Chapter 2: SAYE option schemes, Company share option schemes and Employee share options trusts
Section 999: Deduction for costs of setting up SAYE option scheme or CSOP scheme

2572.This section allows a deduction for the costs of setting up an approved “save as you earn” (SAYE) option scheme or an approved “company share option plan” (CSOP) scheme. It is based on sections 21A, 75 and 84A of ICTA.

2573.A CSOP scheme is commonly known as a company share option plan.

2574.The section is very similar to sections 987 and 1000. The deduction is given in calculating the trade or property business profits, subsection (3), or as an expense of managing an investment business, subsection (4). If the business is both an investment business and a property business subsection (4) gives priority to the property business. This order of priority is based on section 75(2) of ICTA which provides that a deduction as an expense of management is not given if the deduction is otherwise allowable.

2575.Subsection (6) applies if there is a delay between the company incurring the costs and the scheme being approved. The deduction is given for the period of account in which the scheme is approved. This avoids the company having to amend its company tax return for the period in which the expenditure is incurred or in an extreme case being outside the time limit for amending that return.

2576.Relief for providing the shares under the schemes is given by Part 12, which rewrites Schedule 23 to FA 2003.

2577.A CSOP can be set up by a non-UK resident company which trades in the United Kingdom otherwise than through a permanent establishment. Such a non-UK resident company would be subject to income tax, rather than corporation tax.

Section 1000: Deduction for costs of setting up employee share ownership trust

2578.This section gives relief for the costs of setting up a qualifying employee share ownership trust (QUEST).

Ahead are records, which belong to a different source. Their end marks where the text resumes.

use bitflags::bitflags;

bitflags! {
    /// Murs présents autour d'une case.
    ///
    /// Les côtés se combinent avec `|` (ex. `Border::TOP | Border::LEFT`) et
    /// `contains` teste l'appartenance d'un côté à la combinaison.
    #[derive(Debug, Clone, Copy, PartialEq, Eq, Hash, Default)]
    pub struct Border: u8 {
        const TOP    = 0b0001;
        const BOTTOM = 0b0010;
        const LEFT   = 0b0100;
        const RIGHT  = 0b1000;
    }
}

impl Border {
    /// Aucun mur.
    pub const EMPTY: Border = Border::empty();

    /// Les quatre combinaisons de deux côtés adjacents.
    const CORNERS: [Border; 4] = [
        Border::TOP.union(Border::RIGHT),
        Border::TOP.union(Border::LEFT),
        Border::BOTTOM.union(Border::RIGHT),
        Border::BOTTOM.union(Border::LEFT),
    ];

    /// Construit une bordure à partir d'un quartet brut; les bits inconnus sont ignorés.
    pub fn from_nibble(n: u8) -> Self {
        Border::from_bits_truncate(n & 0x0F)
    }

    /// Nombre de murs présents.
    pub fn wall_count(self) -> u32 {
        self.bits().count_ones()
    }

    /// Vrai si la case forme un coin : exactement deux côtés adjacents.
    pub fn corner(self) -> bool {
        Self::CORNERS.contains(&self)
    }

    /// Vrai si la case est une impasse (trois murs).
    pub fn dead_end(self) -> bool {
        self.wall_count() == 3
    }

    /// Vrai s'il y a moins de deux murs.
    ///
    /// Ne pas confondre avec [`Border::dead_end`] : les deux propriétés sont distinctes.
    pub fn deadend(self) -> bool {
        self.wall_count() < 2
    }
}
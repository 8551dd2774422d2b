use crate::border::Border;
use crate::role::Role;

/// Représente une case du labyrinthe.
///
/// Une case connaît sa position dans la séquence du labyrinthe (`index`),
/// ses coordonnées dans la grille, ses murs et son rôle. Elle n'est plus
/// modifiable une fois créée.
#[derive(Debug, Clone, Copy, PartialEq, Eq, Hash)]
pub struct Square {
    index: usize,
    row: usize,
    column: usize,
    border: Border,
    role: Role,
}

impl Square {
    /// Crée une case ordinaire (rôle `Role::None`).
    pub fn new(index: usize, row: usize, column: usize, border: Border) -> Self {
        Self::with_role(index, row, column, border, Role::None)
    }

    pub fn with_role(index: usize, row: usize, column: usize, border: Border, role: Role) -> Self {
        Self {
            index,
            row,
            column,
            border,
            role,
        }
    }

    pub fn index(&self) -> usize {
        self.index
    }

    pub fn row(&self) -> usize {
        self.row
    }

    pub fn column(&self) -> usize {
        self.column
    }

    pub fn border(&self) -> Border {
        self.border
    }

    pub fn role(&self) -> Role {
        self.role
    }

    /// Vrai si les deux cases partagent une ligne ou une colonne.
    pub fn aligned_with(&self, other: &Square) -> bool {
        self.row == other.row || self.column == other.column
    }
}
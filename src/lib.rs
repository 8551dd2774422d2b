//! Modèle de labyrinthe validé et décomposition des murs en primitives SVG.
//!
//! Un générateur externe fournit les cases ; `Maze::new` et `Solution::new`
//! vérifient les invariants ; `decompose` transforme les murs de chaque case
//! en une forme minimale que `Render::render` sérialise en balise.

pub mod border;
pub mod codec;
pub mod decomposer;
pub mod error;
pub mod maze;
pub mod primitives;
pub mod role;
pub mod solution;
pub mod square;

pub use border::Border;
pub use codec::{CodecError, CodecResult};
pub use decomposer::decompose;
pub use error::DataIntegrityError;
pub use maze::Maze;
pub use primitives::{attributes, tag, Attributes, Point, Primitive, Render};
pub use role::Role;
pub use solution::Solution;
pub use square::Square;

// -----------------------------------------------------------------------------
// TEST
// -----------------------------------------------------------------------------
#[cfg(test)]
mod tests {
    use super::*;
    use serde_json::json;

    const SQUARE_SIZE: i32 = 10;

    fn top_left(square: &Square) -> Point {
        Point::new(
            square.column() as i32 * SQUARE_SIZE,
            square.row() as i32 * SQUARE_SIZE,
        )
    }

    #[test_log::test]
    fn test_render_every_square_of_a_maze() {
        // E ━┓
        // ┗━ X
        let squares = vec![
            Square::with_role(0, 0, 0, Border::TOP | Border::LEFT, Role::Entrance),
            Square::new(1, 0, 1, Border::TOP | Border::RIGHT | Border::BOTTOM),
            Square::new(2, 1, 0, Border::LEFT | Border::BOTTOM | Border::TOP),
            Square::with_role(3, 1, 1, Border::EMPTY, Role::Exit),
        ];
        let maze = Maze::new(squares).unwrap();
        let style = attributes(json!({"stroke": "black", "stroke_width": 1}));

        let markup: Vec<String> = maze
            .iter()
            .map(|square| decompose(square.border(), top_left(square), SQUARE_SIZE).render(&style))
            .collect();

        assert_eq!(
            markup,
            vec![
                r#"<polyline points="0,10 0,0 10,0" stroke="black" stroke-width="1" />"#,
                r#"<polyline points="10,0 20,0 20,10 10,10" stroke="black" stroke-width="1" />"#,
                r#"<polyline points="10,20 0,20 0,10 10,10" stroke="black" stroke-width="1" />"#,
                "",
            ]
        );

        let solution = Solution::new(vec![maze[0], maze[1], maze[3]]).unwrap();
        let labels: String = solution
            .iter()
            .enumerate()
            .map(|(step, square)| {
                let p = top_left(square).translate(SQUARE_SIZE / 2, SQUARE_SIZE / 2);
                primitives::Text::new(step.to_string(), p).render(&Attributes::new())
            })
            .collect();
        assert_eq!(
            labels,
            r#"<text x="5" y="5">0</text><text x="15" y="5">1</text><text x="15" y="15">2</text>"#
        );
    }
}
//! Request Caching Policies
//!
//! This crate answers intercepted requests from versioned cache buckets:
//!
//! - **Routing**: API, image, static and precached paths map to their own bucket
//! - **Strategies**: cache-first, network-first and stale-while-revalidate
//! - **Bounded Buckets**: every write trims the bucket to its entry limit,
//!   oldest entries first
//! - **Versioning**: install precaches the critical set, activation drops
//!   buckets of other versions
//! - **Offline Fallback**: a cached site root or a fixed offline page when
//!   nothing else can answer
//!
//! # Architecture
//!
//! ```text
//! ┌─────────────────────────────────────────────────────────────────┐
//! │                     CachePolicyEngine                            │
//! ├─────────────────────────────────────────────────────────────────┤
//! │                                                                  │
//! │  ┌──────────────┐    ┌──────────────┐    ┌──────────────┐      │
//! │  │   Request    │ -> │    Router    │ -> │   Strategy   │      │
//! │  │ (GET, http)  │    │ (path class) │    │ (per bucket) │      │
//! │  └──────────────┘    └──────────────┘    └──────────────┘      │
//! │                                            ↓          ↓        │
//! │                                   ┌──────────────┐ ┌─────────┐ │
//! │                                   │ CacheStorage │ │ Network │ │
//! │                                   │  (buckets)   │ │ (HTTP)  │ │
//! │                                   └──────────────┘ └─────────┘ │
//! │                                            ↓                    │
//! │                                   ┌──────────────┐              │
//! │                                   │   Offline    │              │
//! │                                   │   Fallback   │              │
//! │                                   └──────────────┘              │
//! └─────────────────────────────────────────────────────────────────┘
//! ```

mod config;
mod engine;
mod error;
mod network;
mod offline;
mod request;
mod route;
mod store;

pub use config::{BucketConfig, BucketKind, EngineConfig, Strategy};
pub use engine::{CachePolicyEngine, EngineState, EngineStats, FetchOutcome, InstallReport};
pub use error::{CacheError, Result};
pub use network::{HttpConfig, HttpNetwork, Network};
pub use offline::{offline_page, EMERGENCY_PHONE, OFFLINE_HEADING};
pub use request::{now_millis, Destination, Request, Response, CACHE_TIME_HEADER};
pub use route::{ResourceClass, Route, Router};
pub use store::{CacheStorage, CacheStore, StoreStats};

/// Prelude for common imports
pub mod prelude {
    pub use super::{
        CachePolicyEngine, CacheStorage, EngineConfig, FetchOutcome, Network, Request, Response,
        Result, Strategy,
    };
}
//! Loader notifications

use crate::{LoadMetrics, LoaderError};
use std::time::Duration;

/// Notification emitted during a loading session
#[derive(Debug, Clone, PartialEq)]
pub enum LoaderEvent {
    /// The critical module has been applied
    CriticalLoaded { module_id: String, load_time: Duration },
    /// A non-critical module has been applied
    ModuleLoaded {
        module_id: String,
        load_time: Duration,
        /// Payload size in bytes
        size: usize,
        /// Size hint from the descriptor
        size_hint: Option<String>,
    },
    /// A module failed; other modules are unaffected
    ModuleFailed { module_id: String, error: LoaderError },
    /// Every tier has been processed
    AllLoaded { total_time: Duration, metrics: LoadMetrics },
}

impl LoaderEvent {
    /// Module this event is about, if any
    pub fn module_id(&self) -> Option<&str> {
        match self {
            LoaderEvent::CriticalLoaded { module_id, .. }
            | LoaderEvent::ModuleLoaded { module_id, .. }
            | LoaderEvent::ModuleFailed { module_id, .. } => Some(module_id),
            LoaderEvent::AllLoaded { .. } => None,
        }
    }
}

/// Progress of a loading session
#[derive(Debug, Clone, Copy, PartialEq, Eq, PartialOrd, Ord)]
pub enum SessionPhase {
    /// Nothing started
    Idle,
    /// Critical module in progress
    Critical,
    /// Non-critical tiers in progress
    Loading,
    /// All tiers processed
    Complete,
}
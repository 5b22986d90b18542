//! Request routing
//!
//! Classification is by path only and checked in a fixed order: API, images,
//! static assets, precached resources, then everything else.

use crate::config::{BucketKind, EngineConfig, Strategy};
use std::collections::HashSet;

/// Resource class a request path falls into
#[derive(Debug, Clone, Copy, PartialEq, Eq, Hash)]
pub enum ResourceClass {
    Api,
    Image,
    Static,
    /// A path from the precache list
    Critical,
    /// Anything else, typically a page
    Page,
}

/// Where and how a request is handled
#[derive(Debug, Clone, Copy, PartialEq, Eq)]
pub struct Route {
    pub class: ResourceClass,
    pub bucket: BucketKind,
    pub strategy: Strategy,
}

/// Path classifier built from the engine configuration
#[derive(Debug, Clone)]
pub struct Router {
    api_endpoints: Vec<String>,
    image_extensions: HashSet<String>,
    image_dirs: Vec<String>,
    static_extensions: HashSet<String>,
    static_prefixes: Vec<String>,
    precache: HashSet<String>,
    strategies: [(BucketKind, Strategy); 4],
    page_strategy: Strategy,
}

impl Router {
    pub fn new(config: &EngineConfig) -> Self {
        let lower = |items: &[String]| -> HashSet<String> {
            items.iter().map(|e| e.trim_start_matches('.').to_ascii_lowercase()).collect()
        };
        let strategies = BucketKind::ALL.map(|kind| {
            let strategy = config
                .bucket(kind)
                .map(|b| b.strategy)
                .unwrap_or(Strategy::NetworkFirst);
            (kind, strategy)
        });

        Self {
            api_endpoints: config.api_endpoints.clone(),
            image_extensions: lower(&config.image_extensions),
            image_dirs: config.image_dirs.clone(),
            static_extensions: lower(&config.static_extensions),
            static_prefixes: config.static_prefixes.clone(),
            precache: config.precache.iter().cloned().collect(),
            strategies,
            page_strategy: config.page_strategy,
        }
    }

    /// Classify a URL path
    pub fn classify(&self, path: &str) -> ResourceClass {
        if self.api_endpoints.iter().any(|p| path.starts_with(p.as_str())) {
            ResourceClass::Api
        } else if self.is_image(path) {
            ResourceClass::Image
        } else if self.is_static(path) {
            ResourceClass::Static
        } else if self.precache.contains(path) {
            ResourceClass::Critical
        } else {
            ResourceClass::Page
        }
    }

    /// Bucket and strategy for a URL path
    pub fn route(&self, path: &str) -> Route {
        let class = self.classify(path);
        let bucket = match class {
            ResourceClass::Api => BucketKind::Api,
            ResourceClass::Image => BucketKind::Images,
            ResourceClass::Static => BucketKind::Static,
            ResourceClass::Critical | ResourceClass::Page => BucketKind::Critical,
        };
        let strategy = match class {
            ResourceClass::Page => self.page_strategy,
            _ => self.strategy_of(bucket),
        };
        Route {
            class,
            bucket,
            strategy,
        }
    }

    fn strategy_of(&self, bucket: BucketKind) -> Strategy {
        self.strategies
            .iter()
            .find(|(kind, _)| *kind == bucket)
            .map(|(_, s)| *s)
            .unwrap_or(Strategy::NetworkFirst)
    }

    fn is_image(&self, path: &str) -> bool {
        has_extension(path, &self.image_extensions)
            || self.image_dirs.iter().any(|d| path.contains(d.as_str()))
    }

    fn is_static(&self, path: &str) -> bool {
        has_extension(path, &self.static_extensions)
            || self.static_prefixes.iter().any(|p| path.starts_with(p.as_str()))
    }
}

/// Whether the path ends in `.{ext}` for one of `extensions`, case-insensitively
fn has_extension(path: &str, extensions: &HashSet<String>) -> bool {
    match path.rsplit_once('.') {
        Some((_, ext)) if !ext.contains('/') => extensions.contains(&ext.to_ascii_lowercase()),
        _ => false,
    }
}

#[cfg(test)]
mod tests {
    use super::*;

    fn router() -> Router {
        Router::new(&EngineConfig::default())
    }

    #[test]
    fn test_classification_order() {
        let router = router();
        assert_eq!(router.classify("/api/services"), ResourceClass::Api);
        // API wins over the image extension
        assert_eq!(router.classify("/api/gallery/public/photo.jpg"), ResourceClass::Api);
        assert_eq!(router.classify("/images/smile.JPG"), ResourceClass::Image);
        assert_eq!(router.classify("/optimized-images/hero-1920w.webp"), ResourceClass::Image);
        assert_eq!(router.classify("/optimized-images/manifest"), ResourceClass::Image);
        assert_eq!(router.classify("/js/app.js"), ResourceClass::Static);
        assert_eq!(router.classify("/fonts/cairo.woff2"), ResourceClass::Static);
        assert_eq!(router.classify("/css/critical.css"), ResourceClass::Static);
        assert_eq!(router.classify("/js/chunks/vendor"), ResourceClass::Static);
        assert_eq!(router.classify("/"), ResourceClass::Critical);
        assert_eq!(router.classify("/manifest.json"), ResourceClass::Critical);
        assert_eq!(router.classify("/en/services"), ResourceClass::Page);
        assert_eq!(router.classify("/ar/"), ResourceClass::Page);
    }

    #[test]
    fn test_extension_matches_path_suffix() {
        let router = router();
        assert_eq!(router.classify("/.png"), ResourceClass::Image);
        assert_eq!(router.classify("/images/.hidden.WEBP"), ResourceClass::Image);
        assert_eq!(router.classify("/png"), ResourceClass::Page);
        assert_eq!(router.classify("/dir.png/index"), ResourceClass::Page);
        assert_eq!(router.classify("/fonts/cairo.woff2x"), ResourceClass::Page);
    }

    #[test]
    fn test_routes() {
        let router = router();
        let api = router.route("/api/availability");
        assert_eq!(api.bucket, BucketKind::Api);
        assert_eq!(api.strategy, Strategy::NetworkFirst);

        let image = router.route("/img/team.png");
        assert_eq!(image.bucket, BucketKind::Images);
        assert_eq!(image.strategy, Strategy::StaleWhileRevalidate);

        let critical = router.route("/");
        assert_eq!(critical.bucket, BucketKind::Critical);
        assert_eq!(critical.strategy, Strategy::CacheFirst);

        let page = router.route("/contact");
        assert_eq!(page.bucket, BucketKind::Critical);
        assert_eq!(page.strategy, Strategy::NetworkFirst);
    }
}
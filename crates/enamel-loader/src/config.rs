//! Loader configuration

use serde::{Deserialize, Serialize};
use std::time::Duration;

/// Thresholds used to derive performance recommendations
#[derive(Debug, Clone, Copy, PartialEq, Serialize, Deserialize)]
pub struct ReportThresholds {
    /// Critical stylesheet budget (ms)
    pub critical_ms: f64,
    /// Whole session budget (ms)
    pub total_ms: f64,
    /// Per-module budget (ms)
    pub slow_module_ms: f64,
}

impl Default for ReportThresholds {
    fn default() -> Self {
        Self {
            critical_ms: 50.0,
            total_ms: 500.0,
            slow_module_ms: 100.0,
        }
    }
}

/// Resource loader configuration
#[derive(Debug, Clone, Serialize, Deserialize)]
pub struct LoaderConfig {
    /// Upper bound on how long a module waits for its dependencies
    pub dependency_timeout: Duration,
    /// Recommendation thresholds
    pub thresholds: ReportThresholds,
    /// Capacity of the event broadcast channel
    pub event_capacity: usize,
}

impl Default for LoaderConfig {
    fn default() -> Self {
        Self {
            dependency_timeout: Duration::from_secs(5),
            thresholds: ReportThresholds::default(),
            event_capacity: 64,
        }
    }
}

impl LoaderConfig {
    /// Set the dependency wait ceiling
    pub fn with_dependency_timeout(mut self, timeout: Duration) -> Self {
        self.dependency_timeout = timeout;
        self
    }

    /// Override recommendation thresholds
    pub fn with_thresholds(mut self, thresholds: ReportThresholds) -> Self {
        self.thresholds = thresholds;
        self
    }

    /// Set the event channel capacity
    pub fn with_event_capacity(mut self, capacity: usize) -> Self {
        self.event_capacity = capacity.max(1);
        self
    }
}
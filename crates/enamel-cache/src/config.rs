//! Engine configuration
//!
//! Bucket policies, routing tables and the precache list. The defaults are the
//! production values of the clinic site.

use crate::error::{CacheError, Result};
use serde::{Deserialize, Serialize};
use std::time::Duration;
use url::Url;

/// How a request is satisfied from the cache and the network
#[derive(Debug, Clone, Copy, PartialEq, Eq, Hash, Serialize, Deserialize)]
#[serde(rename_all = "kebab-case")]
pub enum Strategy {
    /// Serve a fresh cached entry, otherwise fetch and store
    CacheFirst,
    /// Fetch and store, fall back to a tolerably stale entry
    NetworkFirst,
    /// Serve whatever is cached and refresh it in the background
    StaleWhileRevalidate,
}

/// Named cache bucket
#[derive(Debug, Clone, Copy, PartialEq, Eq, Hash, Serialize, Deserialize)]
#[serde(rename_all = "lowercase")]
pub enum BucketKind {
    Critical,
    Images,
    Api,
    Static,
}

impl BucketKind {
    /// All buckets the engine manages
    pub const ALL: [BucketKind; 4] = [
        BucketKind::Critical,
        BucketKind::Images,
        BucketKind::Api,
        BucketKind::Static,
    ];

    /// Suffix appended to the versioned cache name
    pub fn suffix(self) -> &'static str {
        match self {
            BucketKind::Critical => "critical",
            BucketKind::Images => "images",
            BucketKind::Api => "api",
            BucketKind::Static => "static",
        }
    }
}

/// Policy for a single bucket
#[derive(Debug, Clone, PartialEq, Eq, Serialize, Deserialize)]
pub struct BucketConfig {
    pub kind: BucketKind,
    pub strategy: Strategy,
    /// Freshness window of a stored entry
    pub max_age: Duration,
    /// Entry bound enforced after every write
    pub max_entries: usize,
}

impl BucketConfig {
    pub fn new(kind: BucketKind, strategy: Strategy, max_age: Duration, max_entries: usize) -> Self {
        Self {
            kind,
            strategy,
            max_age,
            max_entries,
        }
    }
}

/// Cache policy engine configuration
#[derive(Debug, Clone, Serialize, Deserialize)]
#[serde(default)]
pub struct EngineConfig {
    /// Prefix shared by every cache this engine creates
    pub cache_prefix: String,
    /// Version tag; buckets of other versions are removed on activation
    pub version: String,
    /// Origin precache paths are resolved against
    pub origin: String,
    /// Per-bucket policies
    pub buckets: Vec<BucketConfig>,
    /// Paths fetched and stored during install
    pub precache: Vec<String>,
    /// Path prefixes routed to the API bucket
    pub api_endpoints: Vec<String>,
    /// File extensions routed to the images bucket
    pub image_extensions: Vec<String>,
    /// Path fragments routed to the images bucket
    pub image_dirs: Vec<String>,
    /// File extensions routed to the static bucket
    pub static_extensions: Vec<String>,
    /// Path prefixes routed to the static bucket
    pub static_prefixes: Vec<String>,
    /// Strategy for requests that match no other route
    pub page_strategy: Strategy,
    /// Network-first serves cached entries up to `max_age * offline_tolerance` old
    pub offline_tolerance: u32,
    /// Total request timeout for the HTTP network
    pub request_timeout: Duration,
    /// Connect timeout for the HTTP network
    pub connect_timeout: Duration,
    /// User agent for the HTTP network
    pub user_agent: String,
}

impl Default for EngineConfig {
    fn default() -> Self {
        const DAY: u64 = 24 * 60 * 60;
        Self {
            cache_prefix: "dr-islam-dental-".to_string(),
            version: "v1.2.0".to_string(),
            origin: "http://localhost/".to_string(),
            buckets: vec![
                BucketConfig::new(
                    BucketKind::Critical,
                    Strategy::CacheFirst,
                    Duration::from_secs(DAY),
                    50,
                ),
                BucketConfig::new(
                    BucketKind::Images,
                    Strategy::StaleWhileRevalidate,
                    Duration::from_secs(7 * DAY),
                    100,
                ),
                BucketConfig::new(
                    BucketKind::Api,
                    Strategy::NetworkFirst,
                    Duration::from_secs(5 * 60),
                    25,
                ),
                BucketConfig::new(
                    BucketKind::Static,
                    Strategy::CacheFirst,
                    Duration::from_secs(30 * DAY),
                    75,
                ),
            ],
            precache: strings(&[
                "/",
                "/css/critical.css",
                "/js/core-utils.js",
                "/js/ui-components.js",
                "/optimized-images/logo-80w.webp",
                "/optimized-images/hero-1920w.webp",
                "/manifest.json",
            ]),
            api_endpoints: strings(&[
                "/api/availability",
                "/api/services",
                "/api/contact",
                "/api/gallery/public",
                "/api/",
            ]),
            image_extensions: strings(&["jpg", "jpeg", "png", "gif", "webp", "avif", "svg"]),
            image_dirs: strings(&["/optimized-images/"]),
            static_extensions: strings(&["js", "css", "woff", "woff2", "ttf", "eot"]),
            static_prefixes: strings(&["/js/chunks/", "/css/"]),
            page_strategy: Strategy::NetworkFirst,
            offline_tolerance: 5,
            request_timeout: Duration::from_secs(30),
            connect_timeout: Duration::from_secs(10),
            user_agent: format!("enamel-cache/{}", env!("CARGO_PKG_VERSION")),
        }
    }
}

fn strings(items: &[&str]) -> Vec<String> {
    items.iter().map(|s| s.to_string()).collect()
}

impl EngineConfig {
    /// Parse a configuration from JSON; missing fields take defaults
    pub fn from_json(json: &str) -> Result<Self> {
        Ok(serde_json::from_str(json)?)
    }

    /// Versioned cache name, e.g. `dr-islam-dental-v1.2.0`
    pub fn cache_name(&self) -> String {
        format!("{}{}", self.cache_prefix, self.version)
    }

    /// Storage name of a bucket, e.g. `dr-islam-dental-v1.2.0-images`
    pub fn bucket_name(&self, kind: BucketKind) -> String {
        format!("{}-{}", self.cache_name(), kind.suffix())
    }

    /// Whether a storage name belongs to the current version
    pub fn is_current(&self, name: &str) -> bool {
        name.strip_prefix(&self.cache_name())
            .is_some_and(|rest| rest.starts_with('-'))
    }

    /// Whether a storage name is a bucket of another version of this cache
    ///
    /// Names without the cache prefix belong to someone else and are left alone.
    pub fn is_outdated(&self, name: &str) -> bool {
        name.starts_with(&self.cache_prefix) && !self.is_current(name)
    }

    /// Policy of a bucket
    pub fn bucket(&self, kind: BucketKind) -> Option<&BucketConfig> {
        self.buckets.iter().find(|b| b.kind == kind)
    }

    /// Parsed origin
    pub fn origin_url(&self) -> Result<Url> {
        Ok(Url::parse(&self.origin)?)
    }

    /// Check the configuration is usable by the engine
    pub fn validate(&self) -> Result<()> {
        self.origin_url()?;
        for kind in BucketKind::ALL {
            let bucket = self.bucket(kind).ok_or_else(|| {
                CacheError::Configuration(format!("missing policy for bucket '{}'", kind.suffix()))
            })?;
            if bucket.max_entries == 0 {
                return Err(CacheError::Configuration(format!(
                    "bucket '{}' must allow at least one entry",
                    kind.suffix()
                )));
            }
        }
        if self.offline_tolerance == 0 {
            return Err(CacheError::Configuration(
                "offline tolerance must be at least 1".into(),
            ));
        }
        Ok(())
    }

    pub fn with_version(mut self, version: impl Into<String>) -> Self {
        self.version = version.into();
        self
    }

    pub fn with_origin(mut self, origin: impl Into<String>) -> Self {
        self.origin = origin.into();
        self
    }

    pub fn with_precache(mut self, paths: Vec<String>) -> Self {
        self.precache = paths;
        self
    }

    /// Replace the policy of one bucket
    pub fn with_bucket(mut self, bucket: BucketConfig) -> Self {
        self.buckets.retain(|b| b.kind != bucket.kind);
        self.buckets.push(bucket);
        self
    }

    pub fn with_offline_tolerance(mut self, factor: u32) -> Self {
        self.offline_tolerance = factor;
        self
    }

    pub fn with_request_timeout(mut self, timeout: Duration) -> Self {
        self.request_timeout = timeout;
        self
    }
}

It is based on sections 21A, 75 and 85A of ICTA.

2579.In practice it is unlikely that a QUEST would be set up in an accounting period to which this Act applies. Section 67 of FA 1989 gave relief for employers’ contributions to QUESTs. That relief was withdrawn by section 142 of FA 2003 with effect for contributions made in accounting periods beginning on or after 1 January 2003. Relief for the provision of shares through a QUEST is given now by Schedule 23 to FA 2003, rewritten in Part 12 of this Act.

2580.The relief given by section 85A of ICTA for the setting up costs was not withdrawn and is still available in the event that a company did set up a new QUEST. The section is very similar to section 999.

2581.This Act does not rewrite section 85 of ICTA (payments to trustees of approved profit sharing schemes). Approved profit sharing schemes were phased out by section 49 of FA 2000, and the deduction in section 85 of ICTA was phased out by section 50 of FA 2000. This Act accordingly does not rewrite section 85 of ICTA (or section 50 of FA 2000).